§ WORK REQUEST
Of all the entries below, retype only the lines from the one with "Ok(forecast.current.unwrap_or_default())" through the one with "tried exactly once.", exactly as they appear.

§ INPUT FOR THIS TASK

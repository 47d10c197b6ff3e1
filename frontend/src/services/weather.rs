use std::cell::RefCell;
use std::rc::Rc;

use futures::channel::oneshot;
use futures::future::{self, Either};
use futures::pin_mut;
use gloo_net::http::Request;
use gloo_timers::future::TimeoutFuture;
use serde::Deserialize;
use thiserror::Error;
use wasm_bindgen::closure::Closure;
use wasm_bindgen::JsCast;
use web_sys::{window, Position, PositionError, PositionOptions};

use crate::config;

pub const DESCRIPTION_PLACEHOLDER: &str = "상쾌한 날씨";
pub const UNKNOWN_CONDITION: &str = "좋은 날씨";

#[derive(Clone, Copy, Debug, PartialEq)]
pub struct Coordinates {
    pub latitude: f64,
    pub longitude: f64,
}

#[derive(Debug, Error)]
pub enum WeatherError {
    #[error("geolocation is not available")]
    GeolocationUnavailable,
    #[error("geolocation failed: {0}")]
    Geolocation(String),
    #[error("request failed: {0}")]
    Request(#[from] gloo_net::Error),
    #[error("forecast service answered {0}")]
    Status(u16),
    #[error("malformed forecast: {0}")]
    Parse(#[from] serde_json::Error),
    #[error("forecast request timed out")]
    Timeout,
}

#[derive(Debug, Deserialize)]
struct ForecastResponse {
    current: Option<CurrentConditions>,
}

#[derive(Clone, Copy, Debug, Default, Deserialize, PartialEq)]
pub struct CurrentConditions {
    pub temperature_2m: Option<f64>,
    pub weather_code: Option<i64>,
}

/// What the hero chip shows. Both fields stay empty until a lookup succeeds.
#[derive(Clone, Copy, Debug, Default, PartialEq)]
pub struct WeatherSnapshot {
    pub temperature: Option<f64>,
    pub description: Option<&'static str>,
}

impl From<CurrentConditions> for WeatherSnapshot {
    fn from(current: CurrentConditions) -> Self {
        WeatherSnapshot {
            temperature: current.temperature_2m,
            description: describe(current.weather_code),
        }
    }
}

impl WeatherSnapshot {
    pub fn temperature_label(&self) -> String {
        match self.temperature {
            // half-up, like the browser's Math.round
            Some(celsius) => format!("{}°C", (celsius + 0.5).floor() as i64),
            None => "--".to_string(),
        }
    }

    pub fn summary(&self) -> String {
        format!(
            "{} · {}",
            self.temperature_label(),
            self.description.unwrap_or(DESCRIPTION_PLACEHOLDER)
        )
    }
}

/// Korean description for a WMO weather code.
pub fn describe(code: Option<i64>) -> Option<&'static str> {
    let description = match code? {
        0 => "맑음",
        1 => "대체로 맑음",
        2 => "부분 흐림",
        3 => "흐림",
        45 => "안개",
        48 => "얼어붙는 안개",
        51 => "이슬비",
        53 => "약한 비",
        55 => "강한 비",
        61 => "가벼운 비",
        63 => "비",
        65 => "강한 비",
        71 => "가벼운 눈",
        73 => "눈",
        75 => "강한 눈",
        80 => "소나기",
        95 => "천둥번개",
        _ => UNKNOWN_CONDITION,
    };
    Some(description)
}

pub fn forecast_url(at: Coordinates) -> String {
    format!(
        "{}?latitude={}&longitude={}&current=temperature_2m,weather_code",
        config::WEATHER_API_URL,
        at.latitude,
        at.longitude
    )
}

pub fn parse_forecast(body: &str) -> Result<CurrentConditions, WeatherError> {
    let forecast: ForecastResponse = serde_json::from_str(body)?;
    Ok(forecast.current.unwrap_or_default())
}

#[allow(async_fn_in_trait)]
pub trait Locator {
    async fn locate(&self) -> Result<Coordinates, WeatherError>;
}

#[allow(async_fn_in_trait)]
pub trait ForecastClient {
    async fn current(&self, at: Coordinates) -> Result<CurrentConditions, WeatherError>;
}

/// Looks up the weather where the visitor is, or at the fallback location
/// if that fails. The fallback is tried exactly once.
pub async fn fetch_weather(locator: &impl Locator, client: &impl ForecastClient) -> WeatherSnapshot {
    let located = match locator.locate().await {
        Ok(here) => client.current(here).await,
        Err(e) => Err(e),
    };

    let current = match located {
        Ok(current) => Ok(current),
        Err(e) => {
            log::debug!("local weather unavailable ({}), trying fallback location", e);
            client.current(config::FALLBACK_LOCATION).await
        }
    };

    match current {
        Ok(current) => {
            log::debug!("weather resolved: {:?}", current);
            WeatherSnapshot::from(current)
        }
        Err(e) => {
            log::warn!("weather lookup failed: {}", e);
            WeatherSnapshot::default()
        }
    }
}

pub struct BrowserLocator;

impl Locator for BrowserLocator {
    async fn locate(&self) -> Result<Coordinates, WeatherError> {
        let geolocation = window()
            .ok_or(WeatherError::GeolocationUnavailable)?
            .navigator()
            .geolocation()
            .map_err(|_| WeatherError::GeolocationUnavailable)?;

        let (tx, rx) = oneshot::channel();
        let tx = Rc::new(RefCell::new(Some(tx)));

        let on_position = {
            let tx = tx.clone();
            Closure::wrap(Box::new(move |position: Position| {
                let coords = position.coords();
                if let Some(tx) = tx.borrow_mut().take() {
                    let _ = tx.send(Ok(Coordinates {
                        latitude: coords.latitude(),
                        longitude: coords.longitude(),
                    }));
                }
            }) as Box<dyn FnMut(Position)>)
        };
        let on_error = Closure::wrap(Box::new(move |error: PositionError| {
            if let Some(tx) = tx.borrow_mut().take() {
                let _ = tx.send(Err(WeatherError::Geolocation(error.message())));
            }
        }) as Box<dyn FnMut(PositionError)>);

        let mut options = PositionOptions::new();
        options
            .enable_high_accuracy(false)
            .maximum_age(config::GEOLOCATION_MAX_AGE_MS)
            .timeout(config::GEOLOCATION_TIMEOUT_MS);

        geolocation
            .get_current_position_with_error_callback_and_options(
                on_position.as_ref().unchecked_ref(),
                Some(on_error.as_ref().unchecked_ref()),
                &options,
            )
            .map_err(|e| WeatherError::Geolocation(format!("{:?}", e)))?;

        // Both callbacks must outlive the browser's answer.
        let answer = rx.await;
        drop(on_position);
        drop(on_error);
        answer.unwrap_or_else(|_| Err(WeatherError::Geolocation("no answer".to_string())))
    }
}

pub struct HttpForecast;

impl ForecastClient for HttpForecast {
    async fn current(&self, at: Coordinates) -> Result<CurrentConditions, WeatherError> {
        let url = forecast_url(at);
        let request = async move {
            let response = Request::get(&url).send().await?;
            if !response.ok() {
                return Err(WeatherError::Status(response.status()));
            }
            let body = response.text().await?;
            parse_forecast(&body)
        };
        let timeout = TimeoutFuture::new(config::WEATHER_REQUEST_TIMEOUT_MS);
        pin_mut!(request, timeout);

        match future::select(request, timeout).await {
            Either::Left((result, _)) => result,
            Either::Right(_) => Err(WeatherError::Timeout),
        }
    }
}

#[cfg(test)]
mod tests {
    use super::*;
    use futures::executor::block_on;
    use std::collections::VecDeque;

    const HERE: Coordinates = Coordinates {
        latitude: 35.1796,
        longitude: 129.0756,
    };

    struct Denied;

    impl Locator for Denied {
        async fn locate(&self) -> Result<Coordinates, WeatherError> {
            Err(WeatherError::Geolocation("User denied Geolocation".to_string()))
        }
    }

    struct At(Coordinates);

    impl Locator for At {
        async fn locate(&self) -> Result<Coordinates, WeatherError> {
            Ok(self.0)
        }
    }

    /// Answers from a queue and remembers where it was asked about.
    #[derive(Default)]
    struct Recording {
        answers: RefCell<VecDeque<Result<CurrentConditions, WeatherError>>>,
        calls: RefCell<Vec<Coordinates>>,
    }

    impl Recording {
        fn answering(answers: Vec<Result<CurrentConditions, WeatherError>>) -> Self {
            Self {
                answers: RefCell::new(answers.into()),
                ..Self::default()
            }
        }
    }

    impl ForecastClient for Recording {
        async fn current(&self, at: Coordinates) -> Result<CurrentConditions, WeatherError> {
            self.calls.borrow_mut().push(at);
            self.answers
                .borrow_mut()
                .pop_front()
                .unwrap_or(Err(WeatherError::Timeout))
        }
    }

    fn sunny(celsius: f64) -> CurrentConditions {
        CurrentConditions {
            temperature_2m: Some(celsius),
            weather_code: Some(0),
        }
    }

    #[test]
    fn denial_queries_fallback_exactly_once() {
        let client = Recording::answering(vec![Ok(sunny(21.6))]);
        let snapshot = block_on(fetch_weather(&Denied, &client));

        assert_eq!(*client.calls.borrow(), vec![config::FALLBACK_LOCATION]);
        assert_eq!(snapshot.summary(), "22°C · 맑음");
    }

    #[test]
    fn located_lookup_uses_visitor_position() {
        let client = Recording::answering(vec![Ok(sunny(18.0))]);
        let snapshot = block_on(fetch_weather(&At(HERE), &client));

        assert_eq!(*client.calls.borrow(), vec![HERE]);
        assert_eq!(snapshot.temperature, Some(18.0));
    }

    #[test]
    fn failed_located_lookup_retries_at_fallback() {
        let client = Recording::answering(vec![Err(WeatherError::Status(502)), Ok(sunny(10.0))]);
        let snapshot = block_on(fetch_weather(&At(HERE), &client));

        assert_eq!(*client.calls.borrow(), vec![HERE, config::FALLBACK_LOCATION]);
        assert_eq!(snapshot.description, Some("맑음"));
    }

    #[test]
    fn gives_up_after_fallback_fails() {
        let client = Recording::answering(vec![Err(WeatherError::Timeout), Err(WeatherError::Timeout)]);
        let snapshot = block_on(fetch_weather(&At(HERE), &client));

        assert_eq!(client.calls.borrow().len(), 2);
        assert_eq!(snapshot, WeatherSnapshot::default());
        assert_eq!(snapshot.summary(), "-- · 상쾌한 날씨");
    }

    #[test]
    fn unmapped_code_gets_generic_description() {
        assert_eq!(describe(Some(999)), Some(UNKNOWN_CONDITION));
        assert_eq!(describe(Some(95)), Some("천둥번개"));
        assert_eq!(describe(None), None);
    }

    #[test]
    fn parses_open_meteo_current_block() {
        let body = r#"{
            "latitude": 37.55,
            "longitude": 127.0,
            "current_units": {"temperature_2m": "°C", "weather_code": "wmo code"},
            "current": {"time": "2025-08-12T19:30", "interval": 900, "temperature_2m": 27.4, "weather_code": 3}
        }"#;
        let current = parse_forecast(body).unwrap();
        assert_eq!(current.temperature_2m, Some(27.4));
        assert_eq!(WeatherSnapshot::from(current).summary(), "27°C · 흐림");
    }

    #[test]
    fn missing_current_block_is_empty_not_an_error() {
        let current = parse_forecast(r#"{"latitude": 1.0}"#).unwrap();
        assert_eq!(current, CurrentConditions::default());
    }

    #[test]
    fn malformed_body_is_a_parse_error() {
        assert!(matches!(parse_forecast("<html>"), Err(WeatherError::Parse(_))));
    }

    #[test]
    fn fallback_url() {
        assert_eq!(
            forecast_url(config::FALLBACK_LOCATION),
            "https://api.open-meteo.com/v1/forecast?latitude=37.5665&longitude=126.978&current=temperature_2m,weather_code"
        );
    }

    #[test]
    fn negative_temperatures_round_half_up() {
        let snapshot = WeatherSnapshot {
            temperature: Some(-2.5),
            description: None,
        };
        assert_eq!(snapshot.temperature_label(), "-2°C");
    }
}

§ WRITTEN SOLUTION
    Ok(forecast.current.unwrap_or_default())
}

#[allow(async_fn_in_trait)]
pub trait Locator {
    async fn locate(&self) -> Result<Coordinates, WeatherError>;
}

#[allow(async_fn_in_trait)]
pub trait ForecastClient {
    async fn current(&self, at: Coordinates) -> Result<CurrentConditions, WeatherError>;
}

/// Looks up the weather where the visitor is, or at the fallback location
/// if that fails. The fallback is tried exactly once.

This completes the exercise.